Pak Yoshi saat ini berada di lantai paling atas, dan lantai-lantai bawah pun masih ada penjaga yang perlu Aiken lawan. Tanpa ampun dia langsung menembaki mereka sampai tidak bernyawa tanpa peduli akan hal lain lagi. Tanpa basa-basi pun ia langsung mendobrak pintu ruangan pak Yoshi, kecepatan Aiken membuat Galan geleng-geleng kepala.


"Pak Yoshi!" seru Aiken.


"Aiken, halo! Apa kamu datang untuk menemuiku? Kamu merindukanku?" pak Yoshi tersenyum licik, bersama dengan Akihiko berdiri di belakangnya.


"Apa bapak yang sudah merencanakan ini semua?!"


"Apa kamu masih belum mengerti? Apa jangan-jangan kamu juga belum tahu tentang peristiwa iblis?"


"Iblis?" Aiken mengerutkan dahinya, lalu ia mulai sadar.


"Apa bapak ingin memanfaatkan aku dengan bapak menyelamatkan hidupku?"


"Ucapanmu benar, tapi tidak sepenuhnya benar," sahut pak Yoshi.


"Hentikan semua ini!" seru Aiken.


"Apakah tujuan bapak membuat semua orang menjadi devil?!"


"Hanya untuk kesenanganku."


"Kesenangan? Bapak harus hentikan ini! Aku akan memberikan bapak kesempatan untuk berubah!"


"Memangnya kau siapa? Jangan sok menjadi orang pintar!"


"Sial! Sekarang ini aku harus bergerak cepat!"


"Pak, jika bapak ingin berubah. Maka bapak akan dimaafkan," sahut Aiken.
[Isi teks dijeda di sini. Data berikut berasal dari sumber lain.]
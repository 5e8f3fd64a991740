// =============================================================================
// OKX Adapter — spot and perpetual swap, passphrase-bearing credentials
// =============================================================================
//
// OKX's signature scheme differs from Binance's in three ways this adapter
// isolates behind the common `ExchangeAdapter` contract (see design note on
// hidden coupling across venues): the signed payload is
// `timestamp + method + request_path + body` rather than a query string, the
// digest is base64 rather than hex, and every signed request additionally
// carries the account's passphrase as a header. This follows OKX's publicly
// documented `OK-ACCESS-*` header convention, layered onto the same
// `RestClient`/`Signer` building blocks the Binance adapter uses.
// =============================================================================

use async_trait::async_trait;
use chrono::SecondsFormat;
use reqwest::Method;
use tracing::instrument;

use crate::adapter::{CancelTarget, Capabilities, ExchangeAdapter, PlaceOrderRequest};
use crate::error::CoreError;
use crate::market_frame::{BookSnapshot, FundingRate, Kline, MarketFrame, SettleState, Trade, TradeSide};
use crate::rest_client::RestClient;
use crate::signer::Signer;
use crate::types::{
    Account, BalanceInfo, MarketVariant, Order, OrderReport, OrderState, PosSide, ReportType,
    Side, Venue,
};

pub struct OkxAdapter {
    variant: MarketVariant,
    rest: RestClient,
}

impl OkxAdapter {
    pub fn new(variant: MarketVariant, account: &Account) -> anyhow::Result<Self> {
        if account.credentials.passphrase.is_none() {
            anyhow::bail!("okx account is missing a passphrase");
        }
        Ok(Self {
            variant,
            rest: RestClient::new("https://www.okx.com", account.proxy.as_deref())?,
        })
    }

    fn inst_type(&self) -> &'static str {
        match self.variant {
            MarketVariant::Spot => "SPOT",
            MarketVariant::UsdtPerp | MarketVariant::CoinPerp => "SWAP",
        }
    }

    fn td_mode(&self) -> &'static str {
        match self.variant {
            MarketVariant::Spot => "cash",
            MarketVariant::UsdtPerp | MarketVariant::CoinPerp => "cross",
        }
    }

    async fn signed_request(
        &self,
        account: &Account,
        method: Method,
        path: &str,
        body: Option<serde_json::Value>,
    ) -> Result<serde_json::Value, CoreError> {
        let passphrase = account
            .credentials
            .passphrase
            .as_ref()
            .ok_or_else(|| CoreError::CredentialIncomplete { venue: "okx".into(), field: "passphrase" })?;

        let timestamp = chrono::Utc::now().to_rfc3339_opts(SecondsFormat::Millis, true);
        let body_str = body.as_ref().map(|b| b.to_string()).unwrap_or_default();
        let payload = format!("{timestamp}{}{path}{body_str}", method.as_str());

        let signer = Signer::new(account.credentials.secret.clone());
        let sign = signer.sign_payload_base64(&payload);

        let mut headers = vec![
            ("OK-ACCESS-KEY", account.credentials.api_key.clone()),
            ("OK-ACCESS-SIGN", sign),
            ("OK-ACCESS-TIMESTAMP", timestamp),
            ("OK-ACCESS-PASSPHRASE", passphrase.clone()),
        ];
        if account.is_testnet {
            headers.push(("x-simulated-trading", "1".to_string()));
        }

        let resp = self.rest.execute(method, path, None, Some(body_str).filter(|s| !s.is_empty()), headers).await?;
        Ok(resp.body)
    }

    fn side_str(side: Side) -> &'static str {
        match side {
            Side::Buy => "buy",
            Side::Sell => "sell",
        }
    }

    fn order_type_str(t: crate::types::OrderType) -> &'static str {
        use crate::types::OrderType::*;
        match t {
            Market => "market",
            PostOnly => "post_only",
            Limit | Stop | StopLimit | TakeProfit | TpLimit => "limit",
        }
    }
}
"Sudahlah, Aiken. Dia itu bukan tipe orang yang akan mau diajak bernegosiasi," Galan angkat bicara.


"Jadi dia yang sudah mencuci otakmu, Aiken. Hei, kau bisa bersamaku dan mendukungku. Jika kau mau mendukungku, aku akan memperlihatkan seseorang yang mungkin akan membuatmu senang."


"Seseorang?" Aiken mengerutkan dahinya.


"Kau berpikir jika selama ini aku yang merawatmu bukan? Jadi aku sudah bersama denganmu saat kau masih kecil bukan."


"Jangan mengatakan hal yang berbelit-belit!" seru Aiken.


"Oke. Apa kau tidak tahu jika gadis itu adalah orang yang menjadi teman masa kecilmu? Apa kau pikir aku tak tahu itu?"


"Gadis siapa yang bapak maksud?!"


"Elena," jawaban pak Yoshi langsung membuat Aiken terdiam.